What you need to do ->
A single number is required: the count of lines in the following entries that include the word "start".
+++ Material for the task
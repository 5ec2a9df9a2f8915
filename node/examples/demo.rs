//! Interactive CLI demo of the consensus engine's lifecycle.
//!
//! Walks a small in-process simulated quorum through bootstrap and several
//! rounds of linear-chain proposal and finalization, narrating each step.
//! The output uses ANSI escape codes for colored, storytelling-style
//! terminal rendering.
//!
//! Run with:
//!   cargo run --example demo -p consensus-node --release

use std::sync::Arc;
use std::time::Instant;

use consensus_core::consensus::engine::{Engine, EngineState};
use consensus_core::consensus::interfaces::Vm;
use consensus_core::consensus::params::Parameters;
use consensus_core::id::Id;

use consensus_node::metrics::NodeMetrics;
use consensus_node::runtime::{Runtime, RuntimeConfig};
use consensus_node::sim::{DemoSender, DemoValidatorSet, DemoVm, SystemClock};

// ---------------------------------------------------------------------------
// ANSI color constants
// ---------------------------------------------------------------------------

const RESET: &str = "\x1b[0m";
const BOLD: &str = "\x1b[1m";
const DIM: &str = "\x1b[2m";

const GREEN: &str = "\x1b[32m";
const YELLOW: &str = "\x1b[33m";
const CYAN: &str = "\x1b[36m";
const WHITE: &str = "\x1b[37m";

const BG_BLUE: &str = "\x1b[44m";

// ---------------------------------------------------------------------------
// Display helpers
// ---------------------------------------------------------------------------

fn banner() {
    println!();
    println!(
        "{BG_BLUE}{BOLD}{WHITE}                                                                    {RESET}"
    );
    println!(
        "{BG_BLUE}{BOLD}{WHITE}    CONSENSUS CORE  --  Engine Lifecycle Demo                       {RESET}"
    );
    println!(
        "{BG_BLUE}{BOLD}{WHITE}    Snow-family BFT voting over an in-process simulated quorum      {RESET}"
    );
    println!(
        "{BG_BLUE}{BOLD}{WHITE}                                                                    {RESET}"
    );
    println!();
}

fn section(num: u32, title: &str) {
    println!();
    println!(
        "{BOLD}{CYAN}===[{YELLOW} Step {num} {CYAN}]=============================================================={RESET}"
    );
    println!("{BOLD}{WHITE}  {title}{RESET}");
    println!(
        "{CYAN}------------------------------------------------------------------------{RESET}"
    );
}

fn subsection(text: &str) {
    println!("{DIM}{CYAN}  >> {text}{RESET}");
}

fn success(text: &str) {
    println!("{GREEN}  [OK] {text}{RESET}");
}

fn info(label: &str, value: &str) {
    println!("{WHITE}  {BOLD}{label}:{RESET} {YELLOW}{value}{RESET}");
}

fn timing(label: &str, elapsed: std::time::Duration) {
    let ms = elapsed.as_secs_f64() * 1000.0;
    println!("{DIM}\x1b[35m  [{label}: {ms:.2} ms]{RESET}");
}

// ---------------------------------------------------------------------------
// Main
// ---------------------------------------------------------------------------

#[tokio::main]
async fn main() {
    banner();

    section(1, "Configure a five-validator simulated quorum");
    let params = Parameters::new(
        4,
        3,
        3,
        4,
        2,
        10,
        100,
        std::time::Duration::from_secs(5),
    )
    .expect("demo parameters are valid");
    info("k (sample size)", &params.k.to_string());
    info("alpha_pref / alpha_conf", &format!("{} / {}", params.alpha_pref, params.alpha_conf));
    info("beta (finalization streak)", &params.beta.to_string());
    success("consensus parameters validated");

    let vm = Arc::new(DemoVm::new());
    let sender = Arc::new(DemoSender::new(vm.clone()));
    let validators = Arc::new(DemoValidatorSet::new(5));
    let clock = Arc::new(SystemClock);
    let metrics = Arc::new(NodeMetrics::new());

    let engine = Engine::new(
        params,
        Id::from_content(b"demo/engine"),
        Id::from_content(b"demo/subnet"),
        vm.clone(),
        sender.clone(),
        validators,
        clock,
        metrics.clone(),
    );
    let runtime = Runtime::new(engine, sender, vm.clone(), metrics, RuntimeConfig {
        round_interval: std::time::Duration::from_millis(0),
        propose_every_n_rounds: 1,
    });
    success("engine constructed in Initializing state");

    section(2, "Bootstrap: resolve the accepted frontier");
    subsection("sampling seed peers and requesting their accepted frontier");
    let start = Instant::now();
    runtime.bootstrap().await.expect("bootstrap should complete against an honest simulated quorum");
    timing("bootstrap", start.elapsed());
    {
        let engine = runtime.engine_handle();
        let state = engine.lock().await.state();
        info("engine state", &format!("{state:?}"));
    }
    success("bootstrap complete, chain primed from the VM's genesis");

    section(3, "Propose and finalize a linear chain");
    for round in 1..=6u64 {
        let start = Instant::now();
        let report = runtime.run_round().await.expect("round should apply cleanly");
        let elapsed = start.elapsed();
        let tip = vm.last_accepted();
        subsection(&format!(
            "round {round}: last accepted = {}",
            if tip.is_empty() { "<genesis>".to_string() } else { tip.to_hex()[..12].to_string() }
        ));
        timing(&format!("round {round}"), elapsed);
        if !report.stalled.is_empty() {
            println!("{DIM}{CYAN}     stalled blocks: {}{RESET}", report.stalled.len());
        }
    }
    success("finished six poll rounds");

    section(4, "Final health check");
    let engine = runtime.engine_handle();
    let report = engine.lock().await.health_check();
    info("state", &format!("{:?}", report.state));
    info("bootstrapped", &report.bootstrapped.to_string());
    info(
        "last accepted",
        &report.last_accepted.map(|id| id.to_hex()).unwrap_or_else(|| "<none>".to_string()),
    );
    info("stalled blocks", &report.stalled.len().to_string());
    if report.is_healthy() {
        success("engine reports healthy");
    } else {
        println!("{DIM}{CYAN}  engine reports unhealthy{RESET}");
    }

    assert_eq!(engine.lock().await.state(), EngineState::NormalOp);
    println!();
}
//! # Weighted Sampler
//!
//! Seeded, weighted, without-replacement selection of a voter set. Used
//! both for bootstrap peer selection ([`crate::consensus::bootstrap`]) and
//! for per-round voter selection ([`crate::consensus::engine`]).
//!
//! Determinism is the whole point: the same `(weights, k, seed)` must
//! produce the same ordered output on every platform, every run, forever.
//! We get that for free from [`rand::rngs::StdRng`], which is specified to
//! be a fixed, portable generator (not "whatever the platform's default
//! happens to be") — unlike `rand::thread_rng()`, which we never use here.

use rand::rngs::StdRng;
use rand::{Rng, SeedableRng};

/// Errors from [`sample`].
#[derive(Debug, Clone, Copy, PartialEq, Eq, thiserror::Error)]
pub enum SampleError {
    /// The sum of the input weights overflowed `u64`.
    #[error("sum of sample weights overflows u64")]
    Overflow,
}

/// Draw up to `k` distinct indices into `weights` without replacement.
///
/// The probability of drawing index `i` at any given step is
/// `weights[i] / sum(remaining weights)`, conditioned on the indices
/// already drawn. Indices with weight zero are never selected. If fewer
/// than `k` indices have nonzero weight, the result contains exactly that
/// many indices (`min(k, count_nonzero_weights)`).
///
/// Deterministic in `(weights, k, seed)`.
pub fn sample(weights: &[u64], k: usize, seed: u64) -> Result<Vec<usize>, SampleError> {
    let mut total: u64 = 0;
    for &w in weights {
        total = total.checked_add(w).ok_or(SampleError::Overflow)?;
    }

    let mut candidates: Vec<(usize, u64)> = weights
        .iter()
        .enumerate()
        .filter(|&(_, &w)| w > 0)
        .map(|(i, &w)| (i, w))
        .collect();

    let draws = k.min(candidates.len());
    let mut rng = StdRng::seed_from_u64(seed);
    let mut remaining_total: u64 = candidates.iter().map(|&(_, w)| w).sum();
    let mut result = Vec::with_capacity(draws);

    for _ in 0..draws {
        // gen_range is exclusive of the upper bound; remaining_total > 0
        // here because every candidate has weight > 0 and at least one
        // candidate remains.
        let mut target = rng.gen_range(0..remaining_total);
        let mut chosen_pos = candidates.len() - 1;
        for (pos, &(_, w)) in candidates.iter().enumerate() {
            if target < w {
                chosen_pos = pos;
                break;
            }
            target -= w;
        }
        let (idx, w) = candidates.remove(chosen_pos);
        remaining_total -= w;
        result.push(idx);
    }

    Ok(result)
}
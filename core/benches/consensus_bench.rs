// Benchmarks for the consensus voting engine's hot paths: weighted
// sampling, bag tallying, and chain-level poll application across a
// range of fork widths.

use criterion::{criterion_group, criterion_main, BenchmarkId, Criterion, Throughput};

use consensus_core::consensus::bag::Bag;
use consensus_core::consensus::chain::{Block, Chain};
use consensus_core::consensus::params::Parameters;
use consensus_core::consensus::sampler;
use consensus_core::id::Id;

fn id(b: u8) -> Id {
    let mut bytes = [0u8; 32];
    bytes[31] = b;
    Id::from_bytes(bytes)
}

fn bench_sampler(c: &mut Criterion) {
    let weights: Vec<u64> = (1..=20u64).map(|w| w * 1_000_000).collect();

    c.bench_function("sampler/sample_k20_of_20", |b| {
        b.iter(|| sampler::sample(&weights, 20, 42).unwrap());
    });

    let mut group = c.benchmark_group("sampler/sample_scaling");
    for n in [10, 50, 200, 1000] {
        let weights: Vec<u64> = (1..=n as u64).collect();
        group.throughput(Throughput::Elements(n as u64));
        group.bench_with_input(BenchmarkId::from_parameter(n), &n, |b, _| {
            b.iter(|| sampler::sample(&weights, 20.min(n), 7).unwrap());
        });
    }
    group.finish();
}

fn bench_bag(c: &mut Criterion) {
    c.bench_function("bag/add_count_and_mode", |b| {
        b.iter(|| {
            let mut bag = Bag::new();
            for i in 0..20u8 {
                bag.add_count(id(i % 4), 1);
            }
            bag.mode()
        });
    });
}

/// Builds a chain with `width` children under the root, each a leaf, and
/// returns it along with a bag voting unanimously for the first child.
fn setup_fork(width: usize) -> (Chain, Bag) {
    let params = Parameters::new(
        width.max(1) as u32,
        1,
        1,
        1,
        4,
        50,
        1_000,
        std::time::Duration::from_secs(30),
    )
    .unwrap();
    let root = id(0);
    let mut chain = Chain::initialize(params, root, 0);

    let mut bag = Bag::new();
    for i in 0..width {
        let child = id((i + 1) as u8);
        chain.add(Block::new(child, root, 1, vec![])).unwrap();
        if i == 0 {
            bag.add_count(child, width as u32);
        }
    }
    (chain, bag)
}

fn bench_chain_record_poll(c: &mut Criterion) {
    let mut group = c.benchmark_group("chain/record_poll_fork_width");
    for width in [2, 8, 32] {
        group.throughput(Throughput::Elements(width as u64));
        group.bench_with_input(BenchmarkId::from_parameter(width), &width, |b, &width| {
            b.iter_with_setup(
                || setup_fork(width),
                |(mut chain, bag)| {
                    chain.record_poll(&bag);
                },
            );
        });
    }
    group.finish();
}

criterion_group!(benches, bench_sampler, bench_bag, bench_chain_record_poll);
criterion_main!(benches);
++++++
Answer ->
4